The SEC approved listing standards for companies using reverse acquisitions to list on an exchange may limit our ability to become listed on an exchange.  We would be considered a reverse acquisition company (i.e., an operating company that becomes an Exchange Act reporting company by combining with a shell Exchange Act reporting company) that cannot apply to list on NYSE, NYSE Amex or Nasdaq until our stock has traded for at least one year on the U.S. OTC market, a regulated foreign exchange or another U.S. national securities market following the filing with the SEC or other regulatory authority of all required information about the potential merger, including audited financial statements.  We would be required to maintain a minimum $4 share price ($2 or $3 for Amex) for at least thirty (30) of the sixty (60) trading days before our application and the exchange’s decision to list.  We would be required to have timely filed all required reports with the SEC (or other regulatory authority), including at least one annual report with audited financials for a full fiscal year commencing after filing of the above information.  Although there is an exception for a firm underwritten IPO with proceeds of at least $40 million, we do not anticipate being in a position to conduct an IPO in the foreseeable future.  To the extent that we cannot qualify for a listing on an exchange, our ability to raise capital will be diminished.

 

WE HAVE NOT RETAINED INDEPENDENT PROFESSIONALS FOR INVESTORS.

 

We have not retained any independent professionals to review or comment on the offering or otherwise protect the interests of the Investors hereunder. Although the Company has retained its own counsel, such firm has not made any independent examination of any factual matters represented by management herein, and purchasers of the securities offered hereby should not rely on such firm so retained with respect to any matters herein described.

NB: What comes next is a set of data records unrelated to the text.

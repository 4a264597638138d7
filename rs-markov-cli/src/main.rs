use std::fs;
use std::path::PathBuf;

use clap::Parser;
use log::info;

use rs_markov_core::model::corpus_model::CorpusModel;
use rs_markov_core::model::generation_input::GenerationInput;
use rs_markov_core::model::generator::Generator;

/// Trains a trigram model on a folder of texts and writes generated prose.
#[derive(Parser, Debug)]
#[command(name = "rs-markov", version, about)]
struct Args {
    /// Folder whose files (recursively) form the training corpus
    corpus: PathBuf,

    /// File receiving the generated text
    output: PathBuf,

    /// Generation ends at the first sentence end after this many tokens
    min_length: usize,

    /// Seed for reproducible output
    #[arg(long)]
    seed: Option<u64>,

    /// Abort if a run draws more tokens than this without finishing
    #[arg(long)]
    max_tokens: Option<usize>,

    /// Model cache: loaded when present, written after training otherwise
    #[arg(long)]
    model: Option<PathBuf>,
}

fn main() -> Result<(), Box<dyn std::error::Error>> {
    env_logger::Builder::from_env(env_logger::Env::default().default_filter_or("info")).init();
    let args = Args::parse();

    // Either reuse the cached statistics or train from scratch
    let model = match &args.model {
        Some(cache) => CorpusModel::load_or_train(&args.corpus, cache)?,
        None => CorpusModel::from_folder(&args.corpus)?,
    };

    let mut input = GenerationInput::new(args.min_length);
    input.seed = args.seed;
    input.set_max_tokens(args.max_tokens)?;

    // Nothing is written unless generation succeeds
    let text = Generator::new(&model).generate(&input)?;
    fs::write(&args.output, &text)?;
    info!("Wrote {} bytes to {}", text.len(), args.output.display());

    Ok(())
}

Potential investors are encouraged to review all applicable documents with their advisors and conduct such due diligence regarding their potential investment in the Company as they deep appropriate.

 

FILING REQUIREMENTS APPLICABLE TO CERTAIN INVESTORS.

 

Investors that acquire five percent (5%) or more of the our common stock may be required to file reports with the SEC disclosing such investor’s beneficial share ownership of our common stock. To the extent such requirements apply to an investor, such investor will also be required to file certain reports with the SEC reflecting any material changes of beneficial ownership. We will not file any such reports on behalf of any investor.

 

THE FOREGOING RISK FACTORS DO NOT PURPORT TO BE A COMPLETE EXPLANATION OF ALL OF THE RISKS INVOLVED IN PURCHASING THE UNITS OFFERED HEREIN. POTENTIAL INVESTORS SHOULD READ THIS MEMORANDUM IN ITS ENTIRETY AND REVIEW THE COMPANY’S EXCHANGE ACT DOCUMENTS BEFORE DETERMINING WHETHER TO PURCHASE THE UNITS.